INPUT MATERIAL
····················

use crate::builder::{MinimapCanvas, MinimapParams};
use crate::raster::{render_scaled_clipped, ScaleLevel};
use crate::world::SpriteView;

#[derive(Debug, Clone, Copy, PartialEq, Eq)]
pub struct OverlayPlacement {
    pub x: i64,
    pub y: i64,
    pub scale: ScaleLevel,
}

/// Centres a sprite on its world position.
///
/// The sprite is drawn at `minimap scale - sprite_scale`, clamped at full
/// resolution, so a sprite can be enlarged relative to the tiles but never
/// drawn above its native size.
pub fn overlay_placement(
    params: &MinimapParams,
    world_position: (i32, i32),
    sprite_size: (u32, u32),
    sprite_scale: ScaleLevel,
) -> OverlayPlacement {
    let effective = params.scale.saturating_sub(sprite_scale);
    let border = i64::from(params.border_width);
    let (world_x, world_y) = world_position;
    let (width, height) = sprite_size;
    OverlayPlacement {
        x: i64::from(params.scale.downscale_signed(world_x)) - i64::from(effective.downscale(width / 2))
            + border,
        y: i64::from(params.scale.downscale_signed(world_y)) - i64::from(effective.downscale(height / 2))
            + border,
        scale: effective,
    }
}

/// Samples falling outside the canvas are dropped, so sprites at the world
/// edge are partially drawn. Returns the number of pixels written.
pub fn overlay_sprite<V: SpriteView + ?Sized>(
    canvas: &mut MinimapCanvas,
    sprite: &V,
    sprite_scale: ScaleLevel,
) -> usize {
    let placement = overlay_placement(
        &canvas.params(),
        sprite.world_position(),
        (sprite.width(), sprite.height()),
        sprite_scale,
    );
    render_scaled_clipped(
        sprite.image(),
        canvas.image_mut(),
        placement.x,
        placement.y,
        placement.scale,
    )
    .written
}

#[cfg(test)]
mod tests {
    use super::*;
    use crate::builder::MinimapCanvas;
    use crate::raster::{IndexedImage, PixelBuffer};
    use crate::world::{TileGrid, TileSet, World};

    struct TestSprite {
        position: (i32, i32),
        image: IndexedImage,
    }

    impl SpriteView for TestSprite {
        fn world_position(&self) -> (i32, i32) {
            self.position
        }

        fn width(&self) -> u32 {
            self.image.width()
        }

        fn height(&self) -> u32 {
            self.image.height()
        }

        fn image(&self) -> &IndexedImage {
            &self.image
        }

        fn is_destroyed(&self) -> bool {
            false
        }
    }

    fn canvas(scale: ScaleLevel, border_width: u32) -> MinimapCanvas {
        let mut world = World::new();
        let tiles = TileSet::new(3, vec![IndexedImage::filled(8, 8, 1)]).expect("tiles");
        world
            .set_tilemap(TileGrid::uniform(4, 4, 3, 0).expect("grid"), tiles)
            .expect("tilemap");
        MinimapCanvas::build(
            &world,
            MinimapParams {
                scale,
                border_width,
                border_color: 2,
            },
        )
    }

    #[test]
    fn sprite_scale_above_minimap_scale_clamps_to_full() {
        let params = MinimapParams {
            scale: ScaleLevel::EIGHTH,
            ..MinimapParams::default()
        };
        let placement = overlay_placement(&params, (0, 0), (4, 4), ScaleLevel::SIXTEENTH);
        assert_eq!(placement.scale, ScaleLevel::FULL);
    }

    #[test]
    fn placement_centres_sprite_and_adds_border() {
        let params = MinimapParams {
            scale: ScaleLevel::HALF,
            border_width: 3,
            border_color: 0,
        };
        let placement = overlay_placement(&params, (20, 10), (8, 6), ScaleLevel::FULL);
        assert_eq!(
            placement,
            OverlayPlacement {
                x: 10 - 2 + 3,
                y: 5 - 1 + 3,
                scale: ScaleLevel::HALF,
            }
        );
    }

    #[test]
    fn placement_at_extreme_world_positions_does_not_overflow() {
        let params = MinimapParams {
            scale: ScaleLevel::FULL,
            border_width: 2,
            border_color: 0,
        };

        let right = overlay_placement(&params, (i32::MAX, 0), (2, 2), ScaleLevel::FULL);
        assert_eq!(right.x, i64::from(i32::MAX) - 1 + 2);
        assert_eq!(right.y, -1 + 2);

        let wide_border = MinimapParams {
            border_width: u32::MAX,
            ..params
        };
        let left = overlay_placement(&wide_border, (i32::MIN, i32::MIN), (4, 4), ScaleLevel::FULL);
        assert_eq!(left.x, i64::from(i32::MIN) - 2 + i64::from(u32::MAX));
        assert_eq!(left.y, left.x);
    }

    #[test]
    fn sprites_far_outside_the_world_are_clipped_away() {
        let mut canvas = canvas(ScaleLevel::FULL, 2);
        let before = canvas.image().clone();

        for position in [(i32::MAX, 0), (0, i32::MAX), (i32::MIN, i32::MIN)] {
            let sprite = TestSprite {
                position,
                image: IndexedImage::filled(2, 2, 6),
            };
            assert_eq!(canvas.overlay_sprite(&sprite, ScaleLevel::FULL), 0);
        }
        assert_eq!(canvas.image(), &before);
    }

    #[test]
    fn sprite_scale_equal_to_minimap_scale_draws_native_size() {
        let mut canvas = canvas(ScaleLevel::HALF, 0);
        let sprite = TestSprite {
            position: (16, 16),
            image: IndexedImage::filled(2, 2, 6),
        };

        let written = canvas.overlay_sprite(&sprite, ScaleLevel::HALF);

        assert_eq!(written, 4);
        assert_eq!(canvas.image().count_value(6), 4);
        assert_eq!(canvas.image().pixel(7, 7), 6);
        assert_eq!(canvas.image().pixel(8, 8), 6);
    }

    #[test]
    fn all_transparent_sprite_leaves_canvas_unchanged() {
        let mut canvas = canvas(ScaleLevel::HALF, 2);
        let before = canvas.image().clone();
        let sprite = TestSprite {
            position: (10, 10),
            image: IndexedImage::new(6, 6),
        };

        assert_eq!(canvas.overlay_sprite(&sprite, ScaleLevel::FULL), 0);
        assert_eq!(canvas.image(), &before);
    }

    #[test]
    fn sprite_at_world_edge_is_clipped() {
        let mut canvas = canvas(ScaleLevel::FULL, 0);
        let sprite = TestSprite {
            position: (0, 0),
            image: IndexedImage::filled(4, 4, 6),
        };

        let written = overlay_sprite(&mut canvas, &sprite, ScaleLevel::FULL);

        assert_eq!(written, 4);
        assert_eq!(canvas.image().pixel(0, 0), 6);
        assert_eq!(canvas.image().pixel(1, 1), 6);
        assert_eq!(canvas.image().pixel(2, 2), 1);
    }

    #[test]
    fn published_instance_is_detached_from_later_canvases() {
        let mut first = canvas(ScaleLevel::HALF, 0);
        let sprite = TestSprite {
            position: (8, 8),
            image: IndexedImage::filled(2, 2, 6),
        };
        first.overlay_sprite(&sprite, ScaleLevel::FULL);
        let published = first.publish();

        let mut second = canvas(ScaleLevel::HALF, 0);
        second.overlay_sprite(&sprite, ScaleLevel::HALF);

        assert_eq!(published.image().count_value(6), 1);
        assert_eq!(second.image().count_value(6), 4);
    }
}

····················

WORK TO BE COMPLETED
Every word of the data above should be given again, exactly as it stands.

ANSWER BOX
use crate::builder::{MinimapCanvas, MinimapParams};
use crate::raster::{render_scaled_clipped, ScaleLevel};
use crate::world::SpriteView;

#[derive(Debug, Clone, Copy, PartialEq, Eq)]
pub struct OverlayPlacement {
    pub x: i64,
    pub y: i64,
    pub scale: ScaleLevel,
}

/// Centres a sprite on its world position.
///
/// The sprite is drawn at `minimap scale - sprite_scale`, clamped at full
/// resolution, so a sprite can be enlarged relative to the tiles but never
/// drawn above its native size.
pub fn overlay_placement(
    params: &MinimapParams,
    world_position: (i32, i32),
    sprite_size: (u32, u32),
    sprite_scale: ScaleLevel,
) -> OverlayPlacement {
    let effective = params.scale.saturating_sub(sprite_scale);
    let border = i64::from(params.border_width);
    let (world_x, world_y) = world_position;
    let (width, height) = sprite_size;
    OverlayPlacement {
        x: i64::from(params.scale.downscale_signed(world_x)) - i64::from(effective.downscale(width / 2))
            + border,
        y: i64::from(params.scale.downscale_signed(world_y)) - i64::from(effective.downscale(height / 2))
            + border,
        scale: effective,
    }
}

/// Samples falling outside the canvas are dropped, so sprites at the world
/// edge are partially drawn. Returns the number of pixels written.
pub fn overlay_sprite<V: SpriteView + ?Sized>(
    canvas: &mut MinimapCanvas,
    sprite: &V,
    sprite_scale: ScaleLevel,
) -> usize {
    let placement = overlay_placement(
        &canvas.params(),
        sprite.world_position(),
        (sprite.width(), sprite.height()),
        sprite_scale,
    );
    render_scaled_clipped(
        sprite.image(),
        canvas.image_mut(),
        placement.x,
        placement.y,
        placement.scale,
    )
    .written
}

#[cfg(test)]
mod tests {
    use super::*;
    use crate::builder::MinimapCanvas;
    use crate::raster::{IndexedImage, PixelBuffer};
    use crate::world::{TileGrid, TileSet, World};

    struct TestSprite {
        position: (i32, i32),
        image: IndexedImage,
    }

    impl SpriteView for TestSprite {
        fn world_position(&self) -> (i32, i32) {
            self.position
        }

        fn width(&self) -> u32 {
            self.image.width()
        }

        fn height(&self) -> u32 {
            self.image.height()
        }

        fn image(&self) -> &IndexedImage {
            &self.image
        }

        fn is_destroyed(&self) -> bool {
            false
        }
    }

    fn canvas(scale: ScaleLevel, border_width: u32) -> MinimapCanvas {
        let mut world = World::new();
        let tiles = TileSet::new(3, vec![IndexedImage::filled(8, 8, 1)]).expect("tiles");
        world
            .set_tilemap(TileGrid::uniform(4, 4, 3, 0).expect("grid"), tiles)
            .expect("tilemap");
        MinimapCanvas::build(
            &world,
            MinimapParams {
                scale,
                border_width,
                border_color: 2,
            },
        )
    }

    #[test]
    fn sprite_scale_above_minimap_scale_clamps_to_full() {
        let params = MinimapParams {
            scale: ScaleLevel::EIGHTH,
            ..MinimapParams::default()
        };
        let placement = overlay_placement(&params, (0, 0), (4, 4), ScaleLevel::SIXTEENTH);
        assert_eq!(placement.scale, ScaleLevel::FULL);
    }

    #[test]
    fn placement_centres_sprite_and_adds_border() {
        let params = MinimapParams {
            scale: ScaleLevel::HALF,
            border_width: 3,
            border_color: 0,
        };
        let placement = overlay_placement(&params, (20, 10), (8, 6), ScaleLevel::FULL);
        assert_eq!(
            placement,
            OverlayPlacement {
                x: 10 - 2 + 3,
                y: 5 - 1 + 3,
                scale: ScaleLevel::HALF,
            }
        );
    }

    #[test]
    fn placement_at_extreme_world_positions_does_not_overflow() {
        let params = MinimapParams {
            scale: ScaleLevel::FULL,
            border_width: 2,
            border_color: 0,
        };

        let right = overlay_placement(&params, (i32::MAX, 0), (2, 2), ScaleLevel::FULL);
        assert_eq!(right.x, i64::from(i32::MAX) - 1 + 2);
        assert_eq!(right.y, -1 + 2);

        let wide_border = MinimapParams {
            border_width: u32::MAX,
            ..params
        };
        let left = overlay_placement(&wide_border, (i32::MIN, i32::MIN), (4, 4), ScaleLevel::FULL);
        assert_eq!(left.x, i64::from(i32::MIN) - 2 + i64::from(u32::MAX));
        assert_eq!(left.y, left.x);
    }

    #[test]
    fn sprites_far_outside_the_world_are_clipped_away() {
        let mut canvas = canvas(ScaleLevel::FULL, 2);
        let before = canvas.image().clone();

        for position in [(i32::MAX, 0), (0, i32::MAX), (i32::MIN, i32::MIN)] {
            let sprite = TestSprite {
                position,
                image: IndexedImage::filled(2, 2, 6),
            };
            assert_eq!(canvas.overlay_sprite(&sprite, ScaleLevel::FULL), 0);
        }
        assert_eq!(canvas.image(), &before);
    }

    #[test]
    fn sprite_scale_equal_to_minimap_scale_draws_native_size() {
        let mut canvas = canvas(ScaleLevel::HALF, 0);
        let sprite = TestSprite {
            position: (16, 16),
            image: IndexedImage::filled(2, 2, 6),
        };

        let written = canvas.overlay_sprite(&sprite, ScaleLevel::HALF);

        assert_eq!(written, 4);
        assert_eq!(canvas.image().count_value(6), 4);
        assert_eq!(canvas.image().pixel(7, 7), 6);
        assert_eq!(canvas.image().pixel(8, 8), 6);
    }

    #[test]
    fn all_transparent_sprite_leaves_canvas_unchanged() {
        let mut canvas = canvas(ScaleLevel::HALF, 2);
        let before = canvas.image().clone();
        let sprite = TestSprite {
            position: (10, 10),
            image: IndexedImage::new(6, 6),
        };

        assert_eq!(canvas.overlay_sprite(&sprite, ScaleLevel::FULL), 0);
        assert_eq!(canvas.image(), &before);
    }

    #[test]
    fn sprite_at_world_edge_is_clipped() {
        let mut canvas = canvas(ScaleLevel::FULL, 0);
        let sprite = TestSprite {
            position: (0, 0),
            image: IndexedImage::filled(4, 4, 6),
        };

        let written = overlay_sprite(&mut canvas, &sprite, ScaleLevel::FULL);

        assert_eq!(written, 4);
        assert_eq!(canvas.image().pixel(0, 0), 6);
        assert_eq!(canvas.image().pixel(1, 1), 6);
        assert_eq!(canvas.image().pixel(2, 2), 1);
    }

    #[test]
    fn published_instance_is_detached_from_later_canvases() {
        let mut first = canvas(ScaleLevel::HALF, 0);
        let sprite = TestSprite {
            position: (8, 8),
            image: IndexedImage::filled(2, 2, 6),
        };
        first.overlay_sprite(&sprite, ScaleLevel::FULL);
        let published = first.publish();

        let mut second = canvas(ScaleLevel::HALF, 0);
        second.overlay_sprite(&sprite, ScaleLevel::HALF);

        assert_eq!(published.image().count_value(6), 1);
        assert_eq!(second.image().count_value(6), 4);
    }
}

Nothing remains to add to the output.